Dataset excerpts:
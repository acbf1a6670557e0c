use anyhow::Context;
use clap::{Parser, Subcommand};
use weatherpop_core::Config;

use crate::popup;

/// Top-level CLI struct.
#[derive(Debug, Parser)]
#[command(name = "weatherpop", version, about = "Current weather popup")]
pub struct Cli {
    #[command(subcommand)]
    pub command: Option<Command>,
}

#[derive(Debug, Subcommand)]
pub enum Command {
    /// Store the OpenWeatherMap API key.
    Configure,

    /// Open the interactive popup (the default when no subcommand is given).
    Popup,
}

impl Cli {
    pub async fn run(self) -> anyhow::Result<()> {
        match self.command {
            Some(Command::Configure) => configure(),
            Some(Command::Popup) | None => popup::run().await,
        }
    }
}

fn configure() -> anyhow::Result<()> {
    let mut config = Config::load()?;

    let key = inquire::Password::new("OpenWeatherMap API key:")
        .without_confirmation()
        .prompt()
        .context("Failed to read API key")?;

    config.set_api_key(key.trim().to_string());
    config.save()?;

    println!("API key saved to {}", Config::config_file_path()?.display());
    Ok(())
}
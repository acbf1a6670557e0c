use async_trait::async_trait;
use chrono::Utc;
use reqwest::Client;
use serde::Deserialize;

use crate::{
    error::FetchError,
    model::{Coordinates, QuerySource, Units, WeatherObservation},
};

use super::WeatherProvider;

const WEATHER_URL: &str = "https://api.openweathermap.org/data/2.5/weather";

#[derive(Debug, Clone)]
pub struct OpenWeatherClient {
    api_key: String,
    base_url: String,
    http: Client,
}

impl OpenWeatherClient {
    pub fn new(api_key: String) -> Self {
        Self::with_base_url(api_key, WEATHER_URL.to_string())
    }

    /// Point the client at a different endpoint. Used by tests against a
    /// local mock server.
    pub fn with_base_url(api_key: String, base_url: String) -> Self {
        Self {
            api_key,
            base_url,
            http: Client::new(),
        }
    }

    /// One GET with location params plus `appid` and `units`. No retries and
    /// no request timeout; only the location lookup is time-boxed.
    async fn fetch(
        &self,
        location: &[(&str, String)],
        city_lookup: bool,
        units: Units,
    ) -> Result<OwResponse, FetchError> {
        let res = self
            .http
            .get(&self.base_url)
            .query(location)
            .query(&[("appid", self.api_key.as_str()), ("units", units.as_str())])
            .send()
            .await
            .map_err(FetchError::Network)?;

        let status = res.status();
        if status.is_success() {
            return res.json::<OwResponse>().await.map_err(FetchError::Decode);
        }

        match status.as_u16() {
            401 => Err(FetchError::InvalidCredentials),
            404 if city_lookup => Err(FetchError::CityNotFound),
            code => Err(FetchError::Service(code)),
        }
    }
}

#[async_trait]
impl WeatherProvider for OpenWeatherClient {
    async fn by_city(&self, city: &str, units: Units) -> Result<WeatherObservation, FetchError> {
        let raw = self.fetch(&[("q", city.to_string())], true, units).await?;
        Ok(raw.into_observation(QuerySource::City(city.to_string())))
    }

    async fn by_coords(
        &self,
        coords: Coordinates,
        units: Units,
    ) -> Result<WeatherObservation, FetchError> {
        let raw = self
            .fetch(
                &[("lat", coords.lat.to_string()), ("lon", coords.lon.to_string())],
                false,
                units,
            )
            .await?;
        Ok(raw.into_observation(QuerySource::Coords(coords)))
    }
}

// Consumed subset of the response body; other provider fields pass through
// unread.

#[derive(Debug, Deserialize)]
struct OwMain {
    temp: f64,
    humidity: u8,
}

#[derive(Debug, Deserialize)]
struct OwWeather {
    description: String,
    icon: String,
}

#[derive(Debug, Deserialize)]
struct OwWind {
    speed: f64,
}

#[derive(Debug, Deserialize, Default)]
struct OwSys {
    #[serde(default)]
    country: String,
}

#[derive(Debug, Deserialize)]
struct OwResponse {
    name: String,
    #[serde(default)]
    sys: OwSys,
    main: OwMain,
    #[serde(default)]
    weather: Vec<OwWeather>,
    wind: OwWind,
}

impl OwResponse {
    fn into_observation(self, source: QuerySource) -> WeatherObservation {
        let (condition, icon) = self
            .weather
            .into_iter()
            .next()
            .map(|w| (w.description, w.icon))
            .unwrap_or_else(|| ("Unknown".to_string(), String::new()));

        WeatherObservation {
            name: self.name,
            country: self.sys.country,
            temperature: self.main.temp,
            condition,
            icon,
            humidity: self.main.humidity,
            wind_speed: self.wind.speed,
            source,
            fetched_at: Utc::now(),
        }
    }
}
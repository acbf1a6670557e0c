use anyhow::{Context, Result, anyhow};
use directories::ProjectDirs;
use serde::{Deserialize, Serialize};
use std::{fs, path::PathBuf};

/// Top-level configuration stored on disk.
///
/// Example TOML:
/// api_key = "..."
#[derive(Debug, Clone, Serialize, Deserialize, Default)]
pub struct Config {
    /// OpenWeatherMap API key.
    pub api_key: Option<String>,
}

impl Config {
    /// The configured API key, or an actionable error when absent.
    pub fn require_api_key(&self) -> Result<&str> {
        self.api_key
            .as_deref()
            .filter(|key| !key.trim().is_empty())
            .ok_or_else(|| {
                anyhow!(
                    "No API key configured.\n\
                     Hint: run `weatherpop configure` and enter your OpenWeatherMap API key."
                )
            })
    }

    pub fn set_api_key(&mut self, api_key: String) {
        self.api_key = Some(api_key);
    }

    /// Load config from disk, or return an empty default if it doesn't exist yet.
    pub fn load() -> Result<Self> {
        let path = Self::config_file_path()?;
        if !path.exists() {
            // First run: no config file, return empty.
            return Ok(Self::default());
        }

        let contents = fs::read_to_string(&path)
            .with_context(|| format!("Failed to read config file: {}", path.display()))?;

        let cfg: Config = toml::from_str(&contents)
            .with_context(|| format!("Failed to parse config file: {}", path.display()))?;

        Ok(cfg)
    }

    /// Save config to disk, creating parent directories as needed.
    pub fn save(&self) -> Result<()> {
        let path = Self::config_file_path()?;

        if let Some(parent) = path.parent() {
            fs::create_dir_all(parent).with_context(|| {
                format!("Failed to create config directory: {}", parent.display())
            })?;
        }

        let toml =
            toml::to_string_pretty(self).context("Failed to serialize configuration to TOML")?;

        fs::write(&path, toml)
            .with_context(|| format!("Failed to write config file: {}", path.display()))?;

        Ok(())
    }

    /// Path to the config file.
    pub fn config_file_path() -> Result<PathBuf> {
        let dirs = ProjectDirs::from("dev", "weatherpop", "weatherpop")
            .ok_or_else(|| anyhow!("Could not determine platform config directory"))?;

        Ok(dirs.config_dir().join("config.toml"))
    }
}

#[cfg(test)]
mod tests {
    use super::*;

    #[test]
    fn require_api_key_errors_when_not_set() {
        let cfg = Config::default();
        let err = cfg.require_api_key().unwrap_err();

        assert!(err.to_string().contains("No API key configured"));
        assert!(err.to_string().contains("Hint: run `weatherpop configure`"));
    }

    #[test]
    fn blank_api_key_counts_as_unset() {
        let cfg = Config { api_key: Some("   ".to_string()) };
        assert!(cfg.require_api_key().is_err());
    }

    #[test]
    fn set_and_read_api_key() {
        let mut cfg = Config::default();
        cfg.set_api_key("OPEN_KEY".into());

        let key = cfg.require_api_key().expect("api key must exist");
        assert_eq!(key, "OPEN_KEY");
    }

    #[test]
    fn config_round_trips_through_toml() {
        let mut cfg = Config::default();
        cfg.set_api_key("OPEN_KEY".into());

        let toml = toml::to_string_pretty(&cfg).unwrap();
        let parsed: Config = toml::from_str(&toml).unwrap();
        assert_eq!(parsed.api_key.as_deref(), Some("OPEN_KEY"));
    }
}
//! Device location, approximated from the network address.
//!
//! The lookup is one-shot and time-boxed; a recent fix is reused instead of
//! asking again.

use async_trait::async_trait;
use reqwest::Client;
use serde::Deserialize;
use std::sync::Mutex;
use std::time::{Duration, Instant};

use crate::{error::LocateError, model::Coordinates};

const LOCATE_ENDPOINT: &str = "http://ip-api.com/json";
const LOCATE_TIMEOUT: Duration = Duration::from_secs(10);

/// A fix younger than this is served from memory without a new lookup.
const FIX_MAX_AGE: Duration = Duration::from_secs(5 * 60);

#[async_trait]
pub trait LocationProvider: Send + Sync + std::fmt::Debug {
    async fn locate(&self) -> Result<Coordinates, LocateError>;
}

#[derive(Debug)]
pub struct IpLocationProvider {
    // None when the HTTP client could not be built; locate() then
    // short-circuits with Unsupported.
    http: Option<Client>,
    endpoint: String,
    last_fix: Mutex<Option<(Instant, Coordinates)>>,
}

impl IpLocationProvider {
    pub fn new() -> Self {
        Self::with_endpoint(LOCATE_ENDPOINT.to_string())
    }

    pub fn with_endpoint(endpoint: String) -> Self {
        let http = Client::builder().timeout(LOCATE_TIMEOUT).build().ok();
        Self {
            http,
            endpoint,
            last_fix: Mutex::new(None),
        }
    }

    fn cached_fix(&self) -> Option<Coordinates> {
        let guard = self.last_fix.lock().ok()?;
        let (at, coords) = (*guard)?;
        (at.elapsed() < FIX_MAX_AGE).then_some(coords)
    }

    fn remember_fix(&self, coords: Coordinates) {
        if let Ok(mut guard) = self.last_fix.lock() {
            *guard = Some((Instant::now(), coords));
        }
    }
}

impl Default for IpLocationProvider {
    fn default() -> Self {
        Self::new()
    }
}

#[derive(Debug, Deserialize)]
struct IpApiResponse {
    status: String,
    #[serde(default)]
    message: Option<String>,
    lat: Option<f64>,
    lon: Option<f64>,
}

#[async_trait]
impl LocationProvider for IpLocationProvider {
    async fn locate(&self) -> Result<Coordinates, LocateError> {
        let Some(http) = &self.http else {
            return Err(LocateError::Unsupported);
        };

        if let Some(coords) = self.cached_fix() {
            tracing::debug!(lat = coords.lat, lon = coords.lon, "reusing recent location fix");
            return Ok(coords);
        }

        let res = http.get(&self.endpoint).send().await.map_err(|e| {
            if e.is_timeout() {
                LocateError::Timeout
            } else {
                LocateError::PositionUnavailable
            }
        })?;

        let status = res.status();
        if status.as_u16() == 403 {
            return Err(LocateError::PermissionDenied);
        }
        if !status.is_success() {
            return Err(LocateError::PositionUnavailable);
        }

        let body: IpApiResponse = res
            .json()
            .await
            .map_err(|_| LocateError::PositionUnavailable)?;

        if body.status != "success" {
            tracing::debug!(message = ?body.message, "location lookup rejected");
            return Err(LocateError::PositionUnavailable);
        }

        let coords = match (body.lat, body.lon) {
            (Some(lat), Some(lon)) => Coordinates { lat, lon },
            _ => return Err(LocateError::PositionUnavailable),
        };

        self.remember_fix(coords);
        Ok(coords)
    }
}

#[cfg(test)]
mod tests {
    use super::*;
    use wiremock::matchers::method;
    use wiremock::{Mock, MockServer, ResponseTemplate};

    fn fix_body() -> serde_json::Value {
        serde_json::json!({ "status": "success", "lat": 50.45, "lon": 30.52 })
    }

    #[tokio::test]
    async fn successful_lookup_parses_coordinates() {
        let server = MockServer::start().await;
        Mock::given(method("GET"))
            .respond_with(ResponseTemplate::new(200).set_body_json(fix_body()))
            .mount(&server)
            .await;

        let provider = IpLocationProvider::with_endpoint(server.uri());
        let coords = provider.locate().await.unwrap();
        assert_eq!(coords, Coordinates { lat: 50.45, lon: 30.52 });
    }

    #[tokio::test]
    async fn recent_fix_is_reused_without_a_second_request() {
        let server = MockServer::start().await;
        Mock::given(method("GET"))
            .respond_with(ResponseTemplate::new(200).set_body_json(fix_body()))
            .expect(1)
            .mount(&server)
            .await;

        let provider = IpLocationProvider::with_endpoint(server.uri());
        let first = provider.locate().await.unwrap();
        let second = provider.locate().await.unwrap();
        assert_eq!(first, second);
    }

    #[tokio::test]
    async fn fail_status_maps_to_position_unavailable() {
        let server = MockServer::start().await;
        let body = serde_json::json!({ "status": "fail", "message": "private range" });
        Mock::given(method("GET"))
            .respond_with(ResponseTemplate::new(200).set_body_json(body))
            .mount(&server)
            .await;

        let provider = IpLocationProvider::with_endpoint(server.uri());
        let err = provider.locate().await.unwrap_err();
        assert!(matches!(err, LocateError::PositionUnavailable));
    }

    #[tokio::test]
    async fn forbidden_maps_to_permission_denied() {
        let server = MockServer::start().await;
        Mock::given(method("GET"))
            .respond_with(ResponseTemplate::new(403))
            .mount(&server)
            .await;

        let provider = IpLocationProvider::with_endpoint(server.uri());
        let err = provider.locate().await.unwrap_err();
        assert!(matches!(err, LocateError::PermissionDenied));
    }

    #[tokio::test]
    async fn unreachable_endpoint_maps_to_position_unavailable() {
        let provider = IpLocationProvider::with_endpoint("http://127.0.0.1:9".to_string());
        let err = provider.locate().await.unwrap_err();
        assert!(matches!(err, LocateError::PositionUnavailable));
    }
}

→ **EXERCISE DETAILS**
If a line of the records above holds the word "const", show it.

→ **YOUR RESPONSE**
const WEATHER_URL: &str = "https://api.openweathermap.org/data/2.5/weather";
const LOCATE_ENDPOINT: &str = "http://ip-api.com/json";
const LOCATE_TIMEOUT: Duration = Duration::from_secs(10);
const FIX_MAX_AGE: Duration = Duration::from_secs(5 * 60);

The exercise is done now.